Scat detection dogs are a valuable research method for maximizing fecal sample sizes in wildlife studies, while minimizing disturbance to the study organism. Scat detection dogs also can decrease sampling bias.
Ayres validated the detection dog method in Southern Resident Killer Whales with the help of Tucker, a black labrador retriever with a nose for delphinid scat. Come learn about this innovative research, and what it is telling us about the orcas.

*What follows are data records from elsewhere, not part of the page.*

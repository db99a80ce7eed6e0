use std::sync::Arc;

use axum::{
    http::StatusCode,
    middleware,
    response::{IntoResponse, Response},
    routing::{get, post},
    Json, Router,
};
use serde_json::json;
use tower_http::catch_panic::CatchPanicLayer;
use tower_http::cors::CorsLayer;

pub mod auth;
pub mod handlers;
pub mod state;

pub use state::AppState;

pub fn create_app(state: AppState) -> Router {
    let state = Arc::new(state);
    let cors = CorsLayer::permissive();

    let protected = Router::new()
        .route("/api/news/:source/headline", get(handlers::headline))
        .route("/api/news/:source/headlines", get(handlers::headlines))
        .route("/api/news/:source/article", get(handlers::article))
        .route_layer(middleware::from_fn_with_state(
            state.clone(),
            auth::require_bearer,
        ));

    Router::new()
        .route("/api/login", post(handlers::login))
        .route("/health", get(handlers::health))
        .merge(protected)
        .layer(cors)
        .layer(CatchPanicLayer::custom(handle_panic))
        .with_state(state)
}

/// Last-resort handler: internal detail is logged server-side and never
/// leaks into the response body.
fn handle_panic(err: Box<dyn std::any::Any + Send + 'static>) -> Response {
    let detail = err
        .downcast_ref::<String>()
        .map(String::as_str)
        .or_else(|| err.downcast_ref::<&str>().copied())
        .unwrap_or("unknown panic");
    tracing::error!(detail = %detail, "request handler panicked");
    (
        StatusCode::INTERNAL_SERVER_ERROR,
        Json(json!({ "error": "Something went wrong!" })),
    )
        .into_response()
}

pub mod prelude {
    pub use crate::AppState;
    pub use gw_core::{ArticleDetail, Error, Headline, Result};
}
#[cfg(test)]
mod tests {
    use super::*;

    const LISTING_FIXTURE: &str = r#"
        <html><body>
        <div class="row align-items-stretch">
            <div class="rendered_board_article">
                <h4><a href="/uae/first-story" title="First story full title">First story</a></h4>
            </div>
            <div class="rendered_board_article">
                <h4><a href="/uae/live-story">Live story <span class="pulse1"></span></a></h4>
            </div>
            <div class="rendered_board_article">
                <h4><a href="/videos/some-clip" title="A video">A video</a></h4>
            </div>
            <div class="rendered_board_article">
                <h4><a href="/uae/sponsored">Partner Content: buy things</a></h4>
            </div>
            <div class="partner-content">
                <div class="rendered_board_article">
                    <h4><a href="/uae/advertorial" title="Advertorial">Advertorial</a></h4>
                </div>
            </div>
            <div class="rendered_board_article">
                <p>no title element here</p>
            </div>
            <div class="rendered_board_article">
                <h4><a href="https://www.khaleejtimes.com/world/absolute-story">Absolute story</a></h4>
            </div>
        </div>
        </body></html>
    "#;

    #[test]
    fn test_extract_headlines_skips_invalid_items() {
        let scraper = KhaleejTimesScraper::new();
        let doc = Html::parse_document(LISTING_FIXTURE);
        let headlines = scraper.extract_headlines(&doc);

        // video, partner-content title, partner-content zone and the
        // item without a title element are all dropped.
        assert_eq!(headlines.len(), 3);
        assert!(headlines.iter().all(|h| h.url.starts_with("http")));
        assert!(!headlines.iter().any(|h| h.url.contains("/videos/")));
        assert!(!headlines
            .iter()
            .any(|h| h.title.to_lowercase().contains("partner content:")));
        assert!(!headlines.iter().any(|h| h.url.contains("advertorial")));
    }

    #[test]
    fn test_one_malformed_item_does_not_abort_the_rest() {
        let mut html = String::from(r#"<div class="row align-items-stretch">"#);
        for i in 0..5 {
            html.push_str(&format!(
                r#"<div class="rendered_board_article"><h4><a href="/uae/story-{i}">Story {i}</a></h4></div>"#
            ));
        }
        html.push_str(r#"<div class="rendered_board_article"><span>no title element</span></div>"#);
        html.push_str("</div>");

        let scraper = KhaleejTimesScraper::new();
        let doc = Html::parse_document(&html);
        assert_eq!(scraper.extract_headlines(&doc).len(), 5);
    }

    #[test]
    fn test_title_attribute_preferred_over_text() {
        let scraper = KhaleejTimesScraper::new();
        let doc = Html::parse_document(LISTING_FIXTURE);
        let headlines = scraper.extract_headlines(&doc);
        assert_eq!(headlines[0].title, "First story full title");
        assert_eq!(
            headlines[0].url,
            "https://www.khaleejtimes.com/uae/first-story"
        );
    }

    #[test]
    fn test_live_marker_detection() {
        let scraper = KhaleejTimesScraper::new();
        let doc = Html::parse_document(LISTING_FIXTURE);
        let headlines = scraper.extract_headlines(&doc);

        assert_eq!(headlines[1].is_live, Some(true));
        assert_eq!(headlines[0].is_live, None);
        let json = serde_json::to_value(&headlines[0]).unwrap();
        assert!(json.get("is_live").is_none());
    }

    #[test]
    fn test_extract_regular_article() {
        let scraper = KhaleejTimesScraper::new();
        let doc = Html::parse_document(
            r#"
            <html><body>
            <h1 class="article-title">Big news today</h1>
            <div class="details"><h4>A. Reporter</h4></div>
            <time>Mon 12 May 2025, 10:15 AM</time>
            <div class="article-center-wrap-nf">
                <p>First paragraph.</p>
                <p>   </p>
                <p>Second paragraph.</p>
            </div>
            </body></html>
        "#,
        );

        let article = scraper.extract_article(&doc, "https://www.khaleejtimes.com/uae/big-news");
        assert_eq!(article.title, "Big news today");
        assert_eq!(article.content, vec!["First paragraph.", "Second paragraph."]);
        assert_eq!(article.author.as_deref(), Some("A. Reporter"));
        assert_eq!(article.date.as_deref(), Some("Mon 12 May 2025, 10:15 AM"));
        assert!(!article.is_live_blog);
        assert!(article.error.is_none());
    }

    #[test]
    fn test_live_blog_summary_wins_over_body() {
        let scraper = KhaleejTimesScraper::new();
        let doc = Html::parse_document(
            r#"
            <html><body>
            <h1 class="article-title">Rolling coverage</h1>
            <div class="liveBlog-summary">
                <ul>
                    <li>Point one</li>
                    <li>  </li>
                    <li>Point two</li>
                </ul>
            </div>
            <div class="article-center-wrap-nf">
                <p>Regular body that must be ignored.</p>
            </div>
            </body></html>
        "#,
        );

        let article = scraper.extract_article(&doc, "https://www.khaleejtimes.com/uae/live");
        assert!(article.is_live_blog);
        assert_eq!(article.content, vec!["Point one", "Point two"]);
    }

    #[test]
    fn test_missing_fields_are_none_not_empty() {
        let scraper = KhaleejTimesScraper::new();
        let doc = Html::parse_document("<html><body><p>bare page</p></body></html>");
        let article = scraper.extract_article(&doc, "https://www.khaleejtimes.com/x");

        assert_eq!(article.title, NO_TITLE);
        assert!(article.content.is_empty());
        assert_eq!(article.author, None);
        assert_eq!(article.date, None);
        assert!(article.error.is_none());
    }

    #[test]
    fn test_extract_timeline_events() {
        let scraper = KhaleejTimesScraper::new();
        let doc = Html::parse_document(
            r##"
            <html><body>
            <div class="card-box">
                <div class="post-title-rows">
                    <div class="time-stmp">
                        <span class="tme-evnt">10:15</span>
                        <span class="date-evnt">12 May</span>
                    </div>
                    <h4><a href="#event-42">Something happened</a></h4>
                </div>
            </div>
            <div class="card-box">
                <div class="post-title-rows">
                    <h4><a href="#event-43">No timestamp here</a></h4>
                </div>
            </div>
            <div class="card-box"><p>malformed, no title rows</p></div>
            </body></html>
        "##,
        );

        let events = scraper.extract_timeline_events(&doc);
        assert_eq!(events.len(), 2);
        assert_eq!(events[0].title, "Something happened");
        assert_eq!(events[0].timestamp, "10:15 12 May");
        assert_eq!(events[0].event_id, "event-42");
        assert_eq!(events[0].url, "https://www.khaleejtimes.com/event-42");
        assert!(events[0].is_timeline);
        assert_eq!(events[1].timestamp, "");
    }

    #[test]
    fn test_extract_card_articles() {
        let scraper = KhaleejTimesScraper::new();
        let doc = Html::parse_document(
            r#"
            <html><body>
            <ul>
            <li class="rcnt-evntPost">
                <span class="tme-evnt">11:02</span>
                <div class="evnt-content">
                    <h2><a href="/uae/update-1">Update one</a></h2>
                    <div>
                        <p>First bit.</p>
                        <p></p>
                        <p>Second bit.</p>
                    </div>
                </div>
            </li>
            <li class="rcnt-evntPost"><div><p>no content div class</p></div></li>
            </ul>
            </body></html>
        "#,
        );

        let cards = scraper.extract_card_articles(&doc);
        assert_eq!(cards.len(), 1);
        assert_eq!(cards[0].title, "Update one");
        assert_eq!(cards[0].content, "First bit. Second bit.");
        assert_eq!(cards[0].timestamp, "11:02");
        assert_eq!(cards[0].url, "https://www.khaleejtimes.com/uae/update-1");
        assert!(cards[0].is_card);
    }

    #[tokio::test]
    async fn test_can_handle() {
        let scraper = KhaleejTimesScraper::new();
        assert!(scraper.can_handle("https://www.khaleejtimes.com/uae/article"));
        assert!(!scraper.can_handle("https://gulfnews.com/article"));
    }
}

The event is presented by The Whale Trail, a series of sites around the region where people can view whales and other marine mammals from shore. The presentation will also feature displays from Killer Whale Tales and other environmental organizations.
About Katherine Ayres
Katherine Ayres is a Ph.D. candidate in the Department of Biology and the Center for Conservation Biology at the University of Washington and is a Northwest Fisheries Science Center fellow. Katherine received a BA in Biology from Pomona College in 2004 where she researched Evolution and Development in hydra and fruit flies. She made a dramatic change in study systems to killer whales for her dissertation work! Katherine is interested in the use of non-invasive physiological monitoring tools for wildlife research. She is also interested in using applied animal behavior to train detection dogs for conservation studies. For her killer whale work she trained and handled a scat detection dog named Tucker from Dr. Sam Wasser's Conservation Canine program.
About the Whale Trail
The Whale Trail is a series of sites around the region where the public may view orcas and other marine mammals from shore. Its mission is to inspire appreciation and stewardship of whales and our marine environment. The project is partnering with groups, agencies, individuals and communities around the region to select and develop the Whale Trail sites, and to create and deliver educational programs. With 20 sites established, the project plans to add at least 20 more in the coming year, including four in West Seattle. For more information, visit www.thewhaletrail.org or www.facebook.com/pages/The-Whale-Trail/114940735193641.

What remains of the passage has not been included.